Flucht vor dem Numerus clausus

STUDENTEN Die Hochschulen verzeichnen neue Bewerberrekorde und erhöhen ihre Zugangshürden. Immer mehr Abiturienten studieren deshalb lieber gleich im Ausland

Erstsemesterrekord

■ In diesem Jahr werden 500.000 Studienanfänger in Deutschland erwartet. Bayern meldet 85.000 neue Studierende zum Wintersemester – 6.000 mehr als aufgrund der doppelten Abiturjahrgänge und der Aussetzung der Wehrpflicht prognostiziert. In Berlin haben sich, nach Auskunft des Senats, erstmals über 30.000 Erstsemester eingeschrieben. (taz)

VON JAKOB SCHULZ

BERLIN taz | Ausgerechnet ihren müden Füßen verdankt Patricia van der Berg ihr Traumstudium. Den ganzen Tag war die Abiturientin über eine Ausbildungsmesse gelaufen. Weil die Füße weh taten, setzte sie sich in eine Infoveranstaltung. Auf dem Podium: ein Vertreter der Universität Nijmegen in den Niederlanden. Heute blickt Patricia auf drei Jahre Studium in den Niederlanden zurück.

In Nijmegen studiert die 22-Jährige Molekulare Lebenswissenschaften, eine Mischung aus Biologie, Chemie und Medizin. Um an einer deutschen Uni Biomedizin studieren zu können, hätte Patricia einen Abischnitt von 1,1 gebraucht, erinnert sie sich. „Mit meiner Abinote von 1,5 hätte ich auf jeden Fall auf den Studienplatz warten müssen.“

In vielen Fächern ist der Numerus clausus in den vergangenen Jahren spürbar höher geworden. Hintergrund sind die steigenden Studierendenzahlen in Deutschland: Seit Jahrzehnten sind diese kontinuierlich gestiegen, bis auf rund 2,2 Millionen im vergangenen Jahr. Wer durch höhere Zugangshürden in Deutschland keinen Studienplatz bekommt, den zieht es nach dem Abitur immer häufiger direkt ins Ausland. Nach Angaben des Statistischen Bundesamtes waren 2008 fast 80.000 Deutsche im Ausland eingeschrieben – mehr als doppelt so viele wie noch zu Beginn des Jahrzehnts.

Experten bestätigen den Trend zum kompletten Studium im Ausland. „Nachdem die deutschen Hochschulen ihre Ablehnungen verschickt haben, ist die Zahl der Anfragen in den letzten Wochen nochmals stark gestiegen“, sagt Hilka Leicht vom International Education Centre (IEC), einer Vermittlung für Auslandsstudienplätze.
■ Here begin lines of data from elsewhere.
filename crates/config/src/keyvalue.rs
//! Shell-style `KEY=VALUE` parsing and in-place rewriting
//!
//! The configuration files are sourced by shell scripts on the device, so the
//! format stays compatible with `source stream.conf`: one assignment per line,
//! `#` comments, optional double quotes around the value.

use std::collections::BTreeMap;

/// Flat key/value view of a configuration layer
pub type ConfigMap = BTreeMap<String, String>;

/// Parse the contents of a `KEY=VALUE` file
///
/// Comment lines and lines without `=` are ignored. Inline comments are
/// stripped from unquoted values, surrounding double quotes are removed.
/// Later assignments of the same key win, matching shell semantics.
pub fn parse_key_values(content: &str) -> ConfigMap {
    let mut map = ConfigMap::new();

    for line in content.lines() {
        let line = line.trim();
        if line.is_empty() || line.starts_with('#') {
            continue;
        }
        let Some((key, value)) = line.split_once('=') else {
            continue;
        };

        let key = key.trim().trim_start_matches("export ").trim();
        if key.is_empty() {
            continue;
        }

        map.insert(key.to_string(), unquote(value.trim()));
    }

    map
}

/// Characters a backslash escapes inside double quotes in POSIX shells
const ESCAPED: &[char] = &['"', '\\', '$', '`'];

fn unquote(value: &str) -> String {
    if let Some(inner) = value.strip_prefix('"') {
        // Quoted: everything up to the closing quote, comments included
        let mut out = String::with_capacity(inner.len());
        let mut chars = inner.chars();
        while let Some(c) = chars.next() {
            match c {
                '"' => break,
                '\\' => match chars.next() {
                    Some(next) if ESCAPED.contains(&next) => out.push(next),
                    Some(next) => {
                        out.push('\\');
                        out.push(next);
                    }
                    None => out.push('\\'),
                },
                c => out.push(c),
            }
        }
        return out;
    }

    match value.find('#') {
        Some(idx) => value[..idx].trim().to_string(),
        None => value.to_string(),
    }
}

/// Format a value for writing back to a config file
///
/// Values with whitespace or shell metacharacters are double-quoted, with
/// `"`, `\`, `$` and `` ` `` backslash-escaped so the file still sources
/// cleanly and parses back to the same value.
pub fn quote_value(value: &str) -> String {
    let needs_quotes = value.is_empty()
        || value
            .chars()
            .any(|c| c.is_whitespace() || "#\"'\\$`;&|<>()".contains(c));
    if !needs_quotes {
        return value.to_string();
    }

    let mut out = String::with_capacity(value.len() + 2);
    out.push('"');
    for c in value.chars() {
        if ESCAPED.contains(&c) {
            out.push('\\');
        }
        out.push(c);
    }
    out.push('"');
    out
}

/// Rewrite `content` so each key in `updates` carries its new value
///
/// Existing assignments are replaced where they stand (comments and ordering
/// are preserved); keys not present yet are appended at the end.
pub fn apply_updates(content: &str, updates: &ConfigMap) -> String {
    let mut written = Vec::new();
    let mut out = String::with_capacity(content.len());

    for line in content.lines() {
        let trimmed = line.trim();
        let key = if trimmed.starts_with('#') {
            None
        } else {
            trimmed.split_once('=').map(|(k, _)| k.trim())
        };

        match key.and_then(|k| updates.get_key_value(k)) {
            Some((k, v)) => {
                out.push_str(&format!("{}={}\n", k, quote_value(v)));
                written.push(k.as_str());
            }
            None => {
                out.push_str(line);
                out.push('\n');
            }
        }
    }

    for (key, value) in updates {
        if !written.contains(&key.as_str()) {
            out.push_str(&format!("{}={}\n", key, quote_value(value)));
        }
    }

    out
}
//! Core library for the tralign toolkit.
//!
//! Holds everything that does not need the ML runtime: FASTA/TFA and MSF
//! sequence I/O, the token codec spoken by the alignment model (space
//! separated residue tokens, `|`-separated sequences, column-major
//! interleaved targets), input preparation, and the pure transformations
//! used by the training-data builders.

pub mod codec;
pub mod dataset;
pub mod error;
pub mod fasta;
pub mod input;
pub mod msf;

pub use error::{CoreError, Result};
pub use fasta::FastaRecord;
Besonders attraktiv seien wirtschaftliche Studiengänge. „Wirtschaft ist ein Bereich, wo Studierende später international vernetzt sein müssen“, sagt Leicht. Nicht sinnvoll sei es dagegen, Fächer wie Lehramt, Architektur oder Jura im Ausland zu studieren.
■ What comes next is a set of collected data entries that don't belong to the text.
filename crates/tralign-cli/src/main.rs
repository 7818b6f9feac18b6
use clap::Parser;
mod cli;
mod commands;

fn main() -> anyhow::Result<()> {
    let cli = cli::Cli::parse();
    cli.execute()?;
    Ok(())
}
//! Model invoker for the tralign toolkit.
//!
//! Loads a pretrained encoder-decoder translation transformer with candle
//! and runs a single bounded beam-search decode over the flat token format
//! defined in `tralign-core`. The transformer architecture itself comes
//! from `candle_transformers`; this crate only owns loading, the context
//! guard, the decode bounds, and the search loop.

pub mod beam;
pub mod device;
pub mod invoker;

pub use beam::{beam_search, BeamParams};
pub use candle_core::Device;
pub use device::{best_device, describe};
pub use invoker::{check_context_budget, AlignmentModel, ContextOverflow, DecodeBounds};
Am beliebtesten bei den deutschen Exilanten sind Österreich, die Niederlande und Großbritannien. Studierten im Jahr 2000 noch gut 5.600 Deutsche in Österreich, waren es 2008 bereits knapp 20.000 – mehr als dreimal so viele. Noch deutlicher ist der Trend in den Niederlanden. 2000 studierten dort etwa 2.400 Deutsche, acht Jahre später ist ihre Zahl um das Achtfache gewachsen.

2000 studierten noch gut 5.600 Deutsche in Österreich, 2008 bereits knapp 20.000

An der Radboud-Universität Nijmegen setzt sich diese Entwicklung fort. Im vergangenen Jahr studierten dort bereits über 1.000 Deutsche, jetzt erwartet die Hochschule einen Anstieg von 10 Prozent. Hier ist man über das Interesse aus Deutschland erfreut. Jedes Jahr werben die Radboud-Universität und andere niederländische Hochschulen auf Karrieremessen um den Nachwuchs aus Deutschland.
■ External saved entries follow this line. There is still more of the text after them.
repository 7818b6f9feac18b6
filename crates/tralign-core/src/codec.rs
//! The token format exchanged with the alignment model.
//!
//! Source side: every residue becomes one space-separated token and
//! sequences are joined with a `|` separator token, e.g. two sequences
//! `SEQ` and `S-Q` become `"S E Q | S - Q"`. Target side: an alignment of
//! N equal-length rows is serialized column-major (all rows' residues for
//! column 0, then column 1, ...), one token per residue or gap.
//!
//! Tokens are single characters by construction; alphabet characters must
//! not collide with the separator tokens, which is not checked here.

use itertools::Itertools;

use crate::error::{CoreError, Result};

/// The token separating sequences in the source format.
pub const SEQUENCE_SEPARATOR: &str = "|";

/// Format unaligned sequences for model consumption.
///
/// Deterministic and order-preserving; empty sequences contribute an empty
/// segment between separators.
pub fn format_source<S: AsRef<str>>(seqs: &[S]) -> String {
    seqs.iter()
        .map(|s| s.as_ref().chars().join(" "))
        .join(&format!(" {} ", SEQUENCE_SEPARATOR))
}

/// Serialize N equal-length rows column-major as a flat token string.
///
/// Returns [`CoreError::RaggedAlignment`] if the rows differ in length.
pub fn interleave<S: AsRef<str>>(rows: &[S]) -> Result<String> {
    let rows: Vec<Vec<char>> = rows.iter().map(|r| r.as_ref().chars().collect()).collect();
    let row_len = rows.first().map(|r| r.len()).unwrap_or(0);
    for row in &rows {
        if row.len() != row_len {
            return Err(CoreError::RaggedAlignment(row_len, row.len()));
        }
    }

    let mut tokens = Vec::with_capacity(row_len * rows.len());
    for col in 0..row_len {
        for row in &rows {
            tokens.push(row[col]);
        }
    }
    Ok(tokens.iter().join(" "))
}

/// Result of reshaping a flat decode output back into rows.
#[derive(Debug, Clone, PartialEq, Eq)]
pub struct Deinterleaved {
    /// The reconstructed rows, all the same length.
    pub rows: Vec<String>,
    /// Tokens dropped from a trailing partial column, zero when the token
    /// count was an exact multiple of the row count.
    pub dropped: usize,
}

/// Reshape a flat output token string into `n` rows, assigning token `i`
/// to row `i % n`.
///
/// A token count that is not a multiple of `n` is a soft failure: the
/// trailing partial column is dropped and reported via `dropped` so the
/// caller can surface a warning.
pub fn deinterleave(flat: &str, n: usize) -> Deinterleaved {
    if n == 0 {
        return Deinterleaved {
            rows: Vec::new(),
            dropped: flat.split_whitespace().count(),
        };
    }
    let tokens: Vec<&str> = flat.split_whitespace().collect();
    let dropped = tokens.len() % n;
    let complete = tokens.len() - dropped;

    let mut rows = vec![String::new(); n];
    for (i, token) in tokens[..complete].iter().enumerate() {
        rows[i % n].push_str(token);
    }
    Deinterleaved { rows, dropped }
}
//! Input preparation for the alignment pipeline.
//!
//! Resolves the input path against the accepted extensions (converting
//! `.tfa` to a sibling `.fasta`), then enforces the model's fixed sequence
//! count: fewer records than required is a hard error; extra records are
//! truncated to the first N in file order, with the kept subset written to
//! a sibling audit file for traceability.

use std::io::{self, ErrorKind};
use std::path::{Path, PathBuf};

use crate::error::{CoreError, Result};
use crate::fasta::{self, FastaRecord};

/// Extensions accepted without conversion.
pub const FASTA_EXTENSIONS: [&str; 3] = ["fasta", "fa", "faa"];

/// Outcome of resolving and loading an input file.
#[derive(Debug)]
pub struct PreparedInput {
    /// The records the model will see, exactly the required count.
    pub records: Vec<FastaRecord>,
    /// The path actually read; differs from the argument when a `.tfa`
    /// input was converted.
    pub working_path: PathBuf,
    /// Path of the truncation audit copy, when one was written.
    pub audit_copy: Option<PathBuf>,
}

/// Map the input argument to a readable FASTA path.
///
/// `.tfa` files are re-parsed and re-written as a sibling `.fasta`, which
/// becomes the working input. Unknown extensions are a hard error.
pub fn resolve_input(path: &Path) -> Result<PathBuf> {
    if !path.exists() {
        return Err(CoreError::Io(io::Error::new(
            ErrorKind::NotFound,
            format!("input file not found: {}", path.display()),
        )));
    }

    let extension = path
        .extension()
        .and_then(|e| e.to_str())
        .map(|e| e.to_ascii_lowercase())
        .unwrap_or_default();

    if extension == "tfa" {
        let fasta_path = path.with_extension("fasta");
        let records = fasta::read_fasta(path)?;
        fasta::write_fasta(&fasta_path, &records)?;
        Ok(fasta_path)
    } else if FASTA_EXTENSIONS.contains(&extension.as_str()) {
        Ok(path.to_path_buf())
    } else {
        Err(CoreError::UnsupportedExtension { extension })
    }
}

/// Load the working input and enforce the required sequence count.
pub fn prepare(path: &Path, required: usize) -> Result<PreparedInput> {
    let working_path = resolve_input(path)?;
    let mut records = fasta::read_fasta(&working_path)?;

    if records.len() < required {
        return Err(CoreError::InsufficientSequences {
            path: working_path,
            found: records.len(),
            required,
        });
    }

    let audit_copy = if records.len() > required {
        records.truncate(required);
        let mut name = working_path.as_os_str().to_owned();
        name.push(format!(".{required}seq.temp.fasta"));
        let audit_path = PathBuf::from(name);
        fasta::write_fasta(&audit_path, &records)?;
        Some(audit_path)
    } else {
        None
    };

    Ok(PreparedInput {
        records,
        working_path,
        audit_copy,
    })
}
Die Abinote spielt anders als in Deutschland in den Niederlanden keine Rolle. Patricia van der Berg musste nur nachweisen, in der Schule einen Leistungskurs Biologie oder Chemie besucht zu haben. Nach drei Jahren Studium ist sie noch immer begeistert. „Die Fakultät ist supermodern und wir haben ein unglaubliches Betreuungsverhältnis“, schwärmt die 22-Jährige. Rund 850 Euro Studiengebühren werden dafür pro Semester fällig – die bezahlen ihre Eltern.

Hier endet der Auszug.